Maria Bartiromo Slams John Podesta Over His Ties To Russia (PFW)

Even after James O’Keefe and Project Veritas essentially blew the lid right off the fake ‘Russia hacked the election’ narrative, Hillary Clinton’s former campaign chairman, John Podesta, doubled down on the debunked narrative when challenged by Fox News’ Maria Bartiromo on his ties to a Kremlin-backed company. Podesta met behind closed doors on Tuesday with the members of the House Intelligence Committee as part of the panel’s investigation into supposed Russian efforts to meddle in the presidential election. When asked what he could tell the Thursday Fox audience about the House Intel meeting, Podesta explained that the panel wanted to know “what had happened to me and the effect on the campaign … the effect of the Russian interference in our democratic process.”
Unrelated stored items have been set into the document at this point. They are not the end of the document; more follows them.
//! Instruction payloads sent to the text generator.

use std::fmt::Write;

use crate::bandit::{HintPolicy, QuestionDepth, QuizDifficulty, Selections};
use crate::catalog::Catalog;
use crate::classifier::{QuestionKind, TeachingStyle};
use crate::markers::{
    EPISODE_MARKER_PREFIX, MINI_QUESTION_MARKER, QUIZ_MARKER, SUBTOPIC_COMPLETE_MARKER,
};
use crate::progress::{PointStatus, ProgressTracker};

pub fn personality_prompt(style: TeachingStyle) -> &'static str {
    match style {
        TeachingStyle::Socratic => {
            "You are a history tutor who teaches by questioning. Open each new topic with one or \
             two key facts so a newcomer can take part, then ask open questions such as \"Why do \
             you think...?\" or \"What evidence supports that?\". Build on each answer and go one \
             layer deeper every time. When the learner is unsure, give a short explanation and \
             follow with a simpler question. After three or four questions, summarise what the \
             learner worked out. Keep the tone curious and respectful."
        }
        TeachingStyle::Narrative => {
            "You are a history tutor who teaches through story. Frame each learning point as a \
             short scene with a time, a place and a feeling, and give the learner a role inside \
             it. Ask what they notice, feel or expect to happen, then reveal what actually \
             happened and why it mattered. Keep each story to a handful of exchanges before \
             recapping the key facts. Be vivid, never a list of dates."
        }
        TeachingStyle::Direct => {
            "You are a clear, structured history tutor. State the lesson objective, then present \
             the content in short chunks. Give brief corrections with optional hints when the \
             learner slips. Close each subtopic with a short quiz that reinforces the key facts. \
             Stay friendly and efficient, like a teacher reviewing notes beside the learner."
        }
    }
}

pub fn intro_prompt(style: TeachingStyle) -> &'static str {
    match style {
        TeachingStyle::Socratic => {
            "Introduce yourself warmly and give a two or three sentence primer on the current \
             subtopic so a learner with no reading can follow. Ask which part they want to \
             explore first. Do not pose a tagged question yet."
        }
        TeachingStyle::Narrative => {
            "Greet the learner and drop them into a brief scene from the current subtopic. Give \
             the essential context in a few sentences and let them choose what to experience \
             next. Do not pose a tagged question yet."
        }
        TeachingStyle::Direct => {
            "Welcome the learner, state today's objective, outline the points you will cover, \
             and ask which one to start with. Do not pose a tagged question yet."
        }
    }
}

/// Three `(label, prompt)` quick starts per style.
pub fn quick_starts(style: TeachingStyle) -> [(&'static str, &'static str); 3] {
    match style {
        TeachingStyle::Socratic => [
            (
                "Why the Silk Roads mattered",
                "Guide me with questions toward why luxury trade across Eurasia grew after 1200.",
            ),
            (
                "Mongol peace and trade",
                "Help me reason through how Mongol rule changed the safety of merchants.",
            ),
            (
                "Monsoon economics",
                "Ask me guiding questions about how the monsoon shaped Indian Ocean trade.",
            ),
        ],
        TeachingStyle::Narrative => [
            (
                "Caravanserai at dusk",
                "Put me in a caravanserai on the Silk Roads and narrate what I experience.",
            ),
            (
                "Mansa Musa's caravan",
                "Tell the story of Mansa Musa's pilgrimage from inside his caravan and ask how I react.",
            ),
            (
                "A dhow from Kilwa",
                "Let me sail on a dhow from Kilwa and ask me what happens next.",
            ),
        ],
        TeachingStyle::Direct => [
            (
                "Trade routes overview",
                "Teach me the major trade networks of 1200 to 1450 step by step.",
            ),
            (
                "Consequences of connectivity",
                "Walk me through the cultural and environmental consequences of trade.",
            ),
            (
                "Comparing networks",
                "Give me a clear comparison of land and sea trade, then quiz me.",
            ),
        ],
    }
}

/// XP hint shown while a question awaits an answer.
pub fn awaiting_answer_label(kind: QuestionKind, style: TeachingStyle) -> &'static str {
    match (kind, style) {
        (QuestionKind::Mini, TeachingStyle::Socratic) => "10 XP for strong reasoning",
        (QuestionKind::Mini, TeachingStyle::Narrative) => "5-10 XP for story insight",
        _ => "25 XP for quiz mastery",
    }
}

fn hint_directive(policy: HintPolicy) -> &'static str {
    match policy {
        HintPolicy::NoAutomaticHints => {
            "Do not offer hints unless the learner explicitly asks for one."
        }
        HintPolicy::LightHints => {
            "If the learner struggles, offer one light hint that points in the right direction \
             without giving the answer away."
        }
        HintPolicy::FullHints => {
            "Offer a clear hint with every question, and a fuller worked hint if the learner \
             struggles."
        }
    }
}

fn depth_directive(depth: QuestionDepth) -> &'static str {
    match depth {
        QuestionDepth::ShallowCheck => {
            "Keep checkpoint questions short: recall of a single fact or term."
        }
        QuestionDepth::DeepProbe => {
            "Make checkpoint questions test causes, consequences and evidence."
        }
    }
}

fn quiz_directive(difficulty: QuizDifficulty) -> &'static str {
    match difficulty {
        QuizDifficulty::Easy => "Quiz questions should test core facts stated in the lesson.",
        QuizDifficulty::Medium => {
            "Quiz questions should ask the learner to connect two facts or explain one cause."
        }
        QuizDifficulty::Hard => {
            "Quiz questions should require comparison or analysis across regions or periods."
        }
    }
}

fn xp_guidance(style: TeachingStyle) -> &'static str {
    match style {
        TeachingStyle::Socratic => "Reasoned answers backed by evidence earn 10 XP.",
        TeachingStyle::Narrative => {
            "Historically grounded or empathetic answers earn 10 XP; creative engagement earns 5 XP."
        }
        TeachingStyle::Direct => "Correct quiz answers earn 25 XP.",
    }
}

/// Build the system instruction for one generator request.
pub fn build_instructions(
    style: TeachingStyle,
    selections: &Selections,
    catalog: &Catalog,
    progress: &ProgressTracker,
) -> String {
    let mut out = String::new();
    out.push_str(personality_prompt(style));
    out.push_str("\n\nKeep responses concise.\n");

    out.push_str("\nQUESTION TAGS:\n");
    if style != TeachingStyle::Direct {
        let _ = writeln!(
            out,
            "- Put {MINI_QUESTION_MARKER} immediately before a checkpoint question."
        );
    }
    let _ = writeln!(
        out,
        "- Put {QUIZ_MARKER} immediately before a mastery quiz question."
    );
    out.push_str("- Pose at most one tagged question per reply.\n");
    let _ = writeln!(out, "- {}", xp_guidance(style));

    out.push_str("\nTEACHING TACTICS:\n");
    let _ = writeln!(out, "- Hints: {}", hint_directive(selections.hint_policy));
    let _ = writeln!(out, "- Depth: {}", depth_directive(selections.question_depth));
    let _ = writeln!(out, "- Quiz: {}", quiz_directive(selections.quiz_difficulty));

    if let Some(entry) = catalog.subtopic(progress.current_subtopic()) {
        let _ = writeln!(
            out,
            "\nCURRENT FOCUS: {} > {}",
            entry.concept.title, entry.subtopic.title
        );
        let status = progress.subtopic(&entry.subtopic.key);
        for (i, point) in entry.subtopic.learning_points.iter().enumerate() {
            let label = match status.map(|s| s.points[i]) {
                Some(PointStatus::Completed) => "done",
                Some(PointStatus::Active) => "now",
                _ => "later",
            };
            let _ = writeln!(out, "{}. [{label}] {point}", i + 1);
        }
        out.push_str("Teach the point marked now before moving on.\n");
    }

    if style == TeachingStyle::Narrative {
        out.push_str("\nEPISODES:\n");
        let _ = writeln!(
            out,
            "- Each learning point is one story episode. When the learner has understood \
             episode n, write {EPISODE_MARKER_PREFIX}n] on its own line."
        );
        let _ = writeln!(
            out,
            "- When all four episodes are complete, write {SUBTOPIC_COMPLETE_MARKER}."
        );
    }

    out
}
“They’re probing what actually happened, whether if there was collusion and what we’re going to do about,” Podesta told Bartiromo. “They asked me not to get into specific questions that they asked me and my specific answers but in general terms, they’re taking a bipartisan look at this stage.” Fox Host Maria Bartiromo then chimes in with a question that digs sharply into the skin of Podesta. “Don’t you find it odd that there’s been so much attention on the Trump Campaign and the Trump associates and potential collusion with the Russians when in fact it’s really the Democrats who have deeper and stronger ties to Russia,” Bartiromo said. “I mean John I have to ask your own situation..”

Bartiromo then goes on to break down how Podesta joined the board of the board of a small energy company in 2011 which later received $35 million from a Kremlin-funded entity. According to Bartiromo, Podesta also owns 75,000 shares in a Russian company and failed to disclose this to the Obama administration. And this is where things got heated…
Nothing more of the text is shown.